The prevalence of moderate-severe anaemia in this population of young infants was 12%, nearly identical to those rates reported for the region in a malaria indicator survey conducted in 2009[12]. Many factors were independently associated with an increased risk of anaemia, yet only increasing age of the infant and parasitaemia retained significance in the final statistical model. Increased risk of anaemia with increasing age of the infant correlates to what is seen at the population level in Uganda[12] and could potentially reflect declining nutritional status or the previously discussed increasing risk of malaria parasitaemia in the older infants of this population. What is interesting is that this trend was significant even within the narrow age range (four to six months) of this study population. In addition, there was an observed trend towards decreased risk of anaemia among females, infants in the wealthiest households and those living in a well-constructed house. Wealth and house construction in conjunction with the highly significant increase in odds of anaemia seen with parasitaemia suggest that malaria prevention could have a significant impact on decreasing rates of anaemia in this population. And in fact, previous studies have shown anaemia to be more prevalent among parasitaemic children[28, 29] as well as describing the link between wealth and malaria and anaemia[17, 30].

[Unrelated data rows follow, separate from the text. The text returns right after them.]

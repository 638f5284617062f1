//! Memory mountain.
//!
//! Read throughput of a strided walk over working sets from a few KiB up to
//! main-memory sizes. Plotted as stride × size, the ridges mark where the
//! working set stops fitting each cache level and the slopes show how much
//! spatial locality the hardware prefetcher recovers.

use crate::error::{invalid_config, Result};
use crate::result::{ProbeKind, ProbeResult};
use crate::runner::ProbeRunner;
use crate::timing::{Timer, TimingResult};
use log::debug;
use serde::{Deserialize, Serialize};
use std::hint::black_box;
use std::mem::size_of;

pub const STRIDE_MIN: usize = 1;
/// Largest stride, in elements.
pub const STRIDE_MAX: usize = 32;
/// Smallest working set is `2^LOGSIZE_MIN` bytes.
pub const LOGSIZE_MIN: u32 = 10;
/// Largest working set the sweep accepts, `2^LOGSIZE_MAX` bytes.
pub const LOGSIZE_MAX: u32 = 30;
/// Largest working set swept by default (64 MiB).
pub const DEFAULT_LOGSIZE_MAX: u32 = 26;
/// Every point starts its doubling loop at this many reads.
pub const MIN_REPEAT: u64 = 512;
/// Bytes streamed through the caches before each point.
pub const PURGE_SIZE: usize = 1 << 22;

const ELEMENT_BYTES: usize = size_of::<f64>();

/// Which working-set sizes and strides to measure.
#[derive(Debug, Clone, Copy, PartialEq, Eq, Serialize, Deserialize)]
pub struct MountainSweep {
    min_log_size: u32,
    max_log_size: u32,
    max_stride: usize,
}

impl MountainSweep {
    pub fn new(min_log_size: u32, max_log_size: u32, max_stride: usize) -> Result<Self> {
        let smallest = ELEMENT_BYTES.trailing_zeros();
        if min_log_size < smallest || min_log_size > max_log_size || max_log_size > LOGSIZE_MAX {
            return Err(invalid_config(format!(
                "log2 sizes must satisfy {smallest} <= min <= max <= {LOGSIZE_MAX}, got {min_log_size}..={max_log_size}"
            )));
        }
        if max_stride < STRIDE_MIN {
            return Err(invalid_config("stride must be at least 1"));
        }
        Ok(Self {
            min_log_size,
            max_log_size,
            max_stride,
        })
    }

    pub fn max_log_size(&self) -> u32 {
        self.max_log_size
    }

    /// `(log2 size, stride)` pairs, largest working set first.
    pub fn points(&self) -> impl Iterator<Item = (u32, usize)> {
        let strides = STRIDE_MIN..=self.max_stride;
        (self.min_log_size..=self.max_log_size)
            .rev()
            .flat_map(move |log| strides.clone().map(move |stride| (log, stride)))
    }
}

impl Default for MountainSweep {
    fn default() -> Self {
        Self {
            min_log_size: LOGSIZE_MIN,
            max_log_size: DEFAULT_LOGSIZE_MAX,
            max_stride: STRIDE_MAX,
        }
    }
}

/// Sum every `stride`-th element of `data`.
pub fn strided_sum(data: &[f64], stride: usize) -> f64 {
    data.iter().step_by(stride).sum()
}

/// Bytes loaded by one [`strided_sum`] over `len` elements.
pub fn bytes_read(len: usize, stride: usize) -> u64 {
    (len.div_ceil(stride) * ELEMENT_BYTES) as u64
}

/// Stream a buffer larger than the last-level cache through it.
struct CachePurger(Vec<f64>);

impl CachePurger {
    fn new() -> Self {
        Self(vec![1.0; PURGE_SIZE / ELEMENT_BYTES])
    }

    fn purge(&self) {
        black_box(strided_sum(black_box(&self.0), 1));
    }
}

/// Time one strided walk over `data` with the adaptive harness.
pub fn read_time(timer: &Timer, tolerance: f64, data: &[f64], stride: usize) -> Result<TimingResult> {
    if stride == 0 {
        return Err(invalid_config("stride must be at least 1"));
    }
    timer.initial_iterations(MIN_REPEAT).time(
        || {
            black_box(strided_sum(black_box(data), stride));
        },
        tolerance,
    )
}

/// Sweep every point of `sweep` and record one row each.
pub fn probe(runner: &mut ProbeRunner, sweep: MountainSweep) -> Result<Vec<ProbeResult>> {
    let len = (1usize << sweep.max_log_size) / ELEMENT_BYTES;
    let data: Vec<f64> = (0..len).map(|i| i as f64).collect();
    let purger = CachePurger::new();
    let timer = runner.timer();

    let mut rows = Vec::new();
    for (log, stride) in sweep.points() {
        let size = 1usize << log;
        let slice = &data[..size / ELEMENT_BYTES];

        purger.purge();
        let timing = read_time(&timer, runner.tolerance(), slice, stride)?;

        let bytes = bytes_read(slice.len(), stride);
        let mb_per_sec = bytes as f64 / timing.per_call / (1024.0 * 1024.0);
        debug!("mountain size=2^{log} stride={stride}: {mb_per_sec:.1} MB/s");

        let result = ProbeResult::from_timing(format!("mountain[log={log},s={stride}]"), ProbeKind::Mountain, &timing)
            .with_work_units(bytes)
            .with_tag("size", size)
            .with_tag("stride", stride)
            .with_tag("mb_per_sec", format!("{mb_per_sec:.1}"));
        rows.push(runner.record(result).clone());
    }
    Ok(rows)
}

#[cfg(test)]
mod tests {
    use super::*;
    use crate::clock::Delta;
    use crate::config::ProbeConfig;

    #[test]
    fn should_visit_largest_size_first_then_every_stride() {
        let sweep = MountainSweep::new(10, 11, 3).unwrap();
        let points: Vec<_> = sweep.points().collect();
        assert_eq!(points, vec![(11, 1), (11, 2), (11, 3), (10, 1), (10, 2), (10, 3)]);
    }

    #[test]
    fn should_default_to_full_stride_range() {
        let sweep = MountainSweep::default();
        assert_eq!(sweep.points().count(), 17 * 32);
    }

    #[test]
    fn should_reject_sizes_outside_supported_range() {
        assert!(MountainSweep::new(2, 10, 4).is_err());
        assert!(MountainSweep::new(12, 10, 4).is_err());
        assert!(MountainSweep::new(10, LOGSIZE_MAX + 1, 4).is_err());
        assert!(MountainSweep::new(10, 12, 0).is_err());
    }

    #[test]
    fn should_sum_every_strided_element() {
        let data: Vec<f64> = (0..10).map(|i| i as f64).collect();
        assert_eq!(strided_sum(&data, 1), 45.0);
        assert_eq!(strided_sum(&data, 3), 0.0 + 3.0 + 6.0 + 9.0);
        assert_eq!(bytes_read(10, 3), 32);
    }

    #[test]
    fn should_start_from_min_repeat_reads() {
        let timer = Timer::with_delta(Delta::from_secs(1e-6).unwrap());
        let data = vec![1.0; 128];
        let timing = read_time(&timer, 0.5, &data, 2).unwrap();
        assert!(timing.iterations >= MIN_REPEAT);
        assert_eq!(timing.iterations % MIN_REPEAT, 0);
    }

    #[test]
    fn should_record_row_with_throughput_for_every_point() {
        let config = ProbeConfig::new().tolerance(0.1).verbose(false);
        let mut runner = ProbeRunner::new("mountain", config).unwrap();
        let sweep = MountainSweep::new(10, 12, 4).unwrap();

        let rows = probe(&mut runner, sweep).unwrap();

        assert_eq!(rows.len(), 3 * 4);
        assert_eq!(rows[0].name, "mountain/mountain[log=12,s=1]");
        assert_eq!(rows[0].work_units, Some(4096));
        assert_eq!(rows[0].tags.get("size").map(String::as_str), Some("4096"));
        assert!(rows.iter().all(|r| r.throughput().unwrap_or(0.0) > 0.0));
        assert!(rows.iter().all(|r| r.iterations >= MIN_REPEAT));
    }
}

The primary limitation of this study was the cross-sectional study design. Associations presented could have been confounded by unmeasured factors and therefore causal inferences cannot be drawn. In addition, the temporal relationship between exposure variables and outcomes of interest cannot be observed. Finally, because this study enrolled participants using convenience sampling and was done in a single geographically defined area, care should be taken in generalizing the results to the other populations.

Conclusion

Compared to HIV-unexposed infants, HIV-exposed infants had a higher use of malaria preventative measures and lower odds of malaria parasitaemia. Having a better constructed house was also protective against malaria parasitaemia. HIV-exposure was the primary risk factor for measures of malnutrition and the primary risk factor for anaemia was malaria parasitaemia. The findings of this study suggest the need to better target interventions proven to reduce the risk of malaria parasitaemia, such as ITNs and chemoprophylaxis, in addition to the need for exploring new interventions such as improving house construction. With respect to malnutrition, the findings of this study suggest that interventions designed to improve nutritional status should target HIV-exposed children. Finally, data from this study suggest that interventions designed to improve haemoglobin concentrations among young children living in an area of high malaria transmission intensity should focus on reducing the risk of malaria parasitaemia.